_Data records:_
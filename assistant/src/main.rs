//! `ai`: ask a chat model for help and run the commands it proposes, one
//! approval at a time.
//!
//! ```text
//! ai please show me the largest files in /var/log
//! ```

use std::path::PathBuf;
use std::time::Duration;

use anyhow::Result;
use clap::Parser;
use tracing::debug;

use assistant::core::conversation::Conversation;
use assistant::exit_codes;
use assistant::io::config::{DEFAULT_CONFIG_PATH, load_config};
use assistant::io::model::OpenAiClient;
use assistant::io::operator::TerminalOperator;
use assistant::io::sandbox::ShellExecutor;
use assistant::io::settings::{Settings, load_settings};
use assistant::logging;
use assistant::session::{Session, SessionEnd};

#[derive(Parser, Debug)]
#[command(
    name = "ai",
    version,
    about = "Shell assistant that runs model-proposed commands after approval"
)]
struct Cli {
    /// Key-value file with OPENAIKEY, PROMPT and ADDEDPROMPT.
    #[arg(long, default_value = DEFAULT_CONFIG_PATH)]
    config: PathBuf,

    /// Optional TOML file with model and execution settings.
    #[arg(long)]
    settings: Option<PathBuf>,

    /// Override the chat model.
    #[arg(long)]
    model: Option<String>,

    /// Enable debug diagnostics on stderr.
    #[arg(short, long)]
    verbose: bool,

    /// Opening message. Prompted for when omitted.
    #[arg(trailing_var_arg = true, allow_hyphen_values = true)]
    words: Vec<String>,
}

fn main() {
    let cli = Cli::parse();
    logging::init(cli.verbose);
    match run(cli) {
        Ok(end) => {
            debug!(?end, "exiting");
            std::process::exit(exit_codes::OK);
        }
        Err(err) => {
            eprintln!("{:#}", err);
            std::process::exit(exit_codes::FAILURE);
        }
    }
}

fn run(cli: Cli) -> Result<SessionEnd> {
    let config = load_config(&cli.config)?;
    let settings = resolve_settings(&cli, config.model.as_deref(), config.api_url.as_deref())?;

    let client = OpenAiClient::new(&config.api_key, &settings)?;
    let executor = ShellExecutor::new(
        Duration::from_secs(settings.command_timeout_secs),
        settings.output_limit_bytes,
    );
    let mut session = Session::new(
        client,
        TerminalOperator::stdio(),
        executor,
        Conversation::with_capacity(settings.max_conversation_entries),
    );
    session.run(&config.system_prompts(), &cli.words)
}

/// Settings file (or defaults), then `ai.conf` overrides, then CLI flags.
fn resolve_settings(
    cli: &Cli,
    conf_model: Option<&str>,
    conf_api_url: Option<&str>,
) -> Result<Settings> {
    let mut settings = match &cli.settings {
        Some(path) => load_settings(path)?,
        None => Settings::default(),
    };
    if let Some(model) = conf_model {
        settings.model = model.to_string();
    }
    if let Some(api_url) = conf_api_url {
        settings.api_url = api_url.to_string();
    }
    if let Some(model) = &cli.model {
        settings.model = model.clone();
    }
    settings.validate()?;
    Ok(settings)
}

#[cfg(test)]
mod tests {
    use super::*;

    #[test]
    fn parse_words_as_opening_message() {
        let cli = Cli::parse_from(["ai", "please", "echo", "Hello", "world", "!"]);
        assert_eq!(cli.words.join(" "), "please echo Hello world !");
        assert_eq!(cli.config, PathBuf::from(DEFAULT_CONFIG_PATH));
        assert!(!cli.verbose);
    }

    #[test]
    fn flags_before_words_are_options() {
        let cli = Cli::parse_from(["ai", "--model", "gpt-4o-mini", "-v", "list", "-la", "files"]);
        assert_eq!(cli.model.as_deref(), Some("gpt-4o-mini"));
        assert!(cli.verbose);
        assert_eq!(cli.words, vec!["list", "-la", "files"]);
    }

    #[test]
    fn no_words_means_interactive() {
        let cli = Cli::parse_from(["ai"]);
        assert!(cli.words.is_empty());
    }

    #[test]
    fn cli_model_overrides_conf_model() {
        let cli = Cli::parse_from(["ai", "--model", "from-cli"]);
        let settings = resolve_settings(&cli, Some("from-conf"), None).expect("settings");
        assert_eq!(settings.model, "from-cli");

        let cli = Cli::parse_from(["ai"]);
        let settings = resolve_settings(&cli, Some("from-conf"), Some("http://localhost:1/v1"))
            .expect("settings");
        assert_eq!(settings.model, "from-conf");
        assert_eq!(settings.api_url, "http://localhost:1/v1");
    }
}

_Required work:_ The data must be duplicated exactly, with nothing left out.

_Answer to this problem:_
filename assistant/src/main.rs
//! `ai`: ask a chat model for help and run the commands it proposes, one
//! approval at a time.
//!
//! ```text
//! ai please show me the largest files in /var/log
//! ```

use std::path::PathBuf;
use std::time::Duration;

use anyhow::Result;
use clap::Parser;
use tracing::debug;

use assistant::core::conversation::Conversation;
use assistant::exit_codes;
use assistant::io::config::{DEFAULT_CONFIG_PATH, load_config};
use assistant::io::model::OpenAiClient;
use assistant::io::operator::TerminalOperator;
use assistant::io::sandbox::ShellExecutor;
use assistant::io::settings::{Settings, load_settings};
use assistant::logging;
use assistant::session::{Session, SessionEnd};

#[derive(Parser, Debug)]
#[command(
    name = "ai",
    version,
    about = "Shell assistant that runs model-proposed commands after approval"
)]
struct Cli {
    /// Key-value file with OPENAIKEY, PROMPT and ADDEDPROMPT.
    #[arg(long, default_value = DEFAULT_CONFIG_PATH)]
    config: PathBuf,

    /// Optional TOML file with model and execution settings.
    #[arg(long)]
    settings: Option<PathBuf>,

    /// Override the chat model.
    #[arg(long)]
    model: Option<String>,

    /// Enable debug diagnostics on stderr.
    #[arg(short, long)]
    verbose: bool,

    /// Opening message. Prompted for when omitted.
    #[arg(trailing_var_arg = true, allow_hyphen_values = true)]
    words: Vec<String>,
}

fn main() {
    let cli = Cli::parse();
    logging::init(cli.verbose);
    match run(cli) {
        Ok(end) => {
            debug!(?end, "exiting");
            std::process::exit(exit_codes::OK);
        }
        Err(err) => {
            eprintln!("{:#}", err);
            std::process::exit(exit_codes::FAILURE);
        }
    }
}

fn run(cli: Cli) -> Result<SessionEnd> {
    let config = load_config(&cli.config)?;
    let settings = resolve_settings(&cli, config.model.as_deref(), config.api_url.as_deref())?;

    let client = OpenAiClient::new(&config.api_key, &settings)?;
    let executor = ShellExecutor::new(
        Duration::from_secs(settings.command_timeout_secs),
        settings.output_limit_bytes,
    );
    let mut session = Session::new(
        client,
        TerminalOperator::stdio(),
        executor,
        Conversation::with_capacity(settings.max_conversation_entries),
    );
    session.run(&config.system_prompts(), &cli.words)
}

/// Settings file (or defaults), then `ai.conf` overrides, then CLI flags.
fn resolve_settings(
    cli: &Cli,
    conf_model: Option<&str>,
    conf_api_url: Option<&str>,
) -> Result<Settings> {
    let mut settings = match &cli.settings {
        Some(path) => load_settings(path)?,
        None => Settings::default(),
    };
    if let Some(model) = conf_model {
        settings.model = model.to_string();
    }
    if let Some(api_url) = conf_api_url {
        settings.api_url = api_url.to_string();
    }
    if let Some(model) = &cli.model {
        settings.model = model.clone();
    }
    settings.validate()?;
    Ok(settings)
}

#[cfg(test)]
mod tests {
    use super::*;

    #[test]
    fn parse_words_as_opening_message() {
        let cli = Cli::parse_from(["ai", "please", "echo", "Hello", "world", "!"]);
        assert_eq!(cli.words.join(" "), "please echo Hello world !");
        assert_eq!(cli.config, PathBuf::from(DEFAULT_CONFIG_PATH));
        assert!(!cli.verbose);
    }

    #[test]
    fn flags_before_words_are_options() {
        let cli = Cli::parse_from(["ai", "--model", "gpt-4o-mini", "-v", "list", "-la", "files"]);
        assert_eq!(cli.model.as_deref(), Some("gpt-4o-mini"));
        assert!(cli.verbose);
        assert_eq!(cli.words, vec!["list", "-la", "files"]);
    }

    #[test]
    fn no_words_means_interactive() {
        let cli = Cli::parse_from(["ai"]);
        assert!(cli.words.is_empty());
    }

    #[test]
    fn cli_model_overrides_conf_model() {
        let cli = Cli::parse_from(["ai", "--model", "from-cli"]);
        let settings = resolve_settings(&cli, Some("from-conf"), None).expect("settings");
        assert_eq!(settings.model, "from-cli");

        let cli = Cli::parse_from(["ai"]);
        let settings = resolve_settings(&cli, Some("from-conf"), Some("http://localhost:1/v1"))
            .expect("settings");
        assert_eq!(settings.model, "from-conf");
        assert_eq!(settings.api_url, "http://localhost:1/v1");
    }
}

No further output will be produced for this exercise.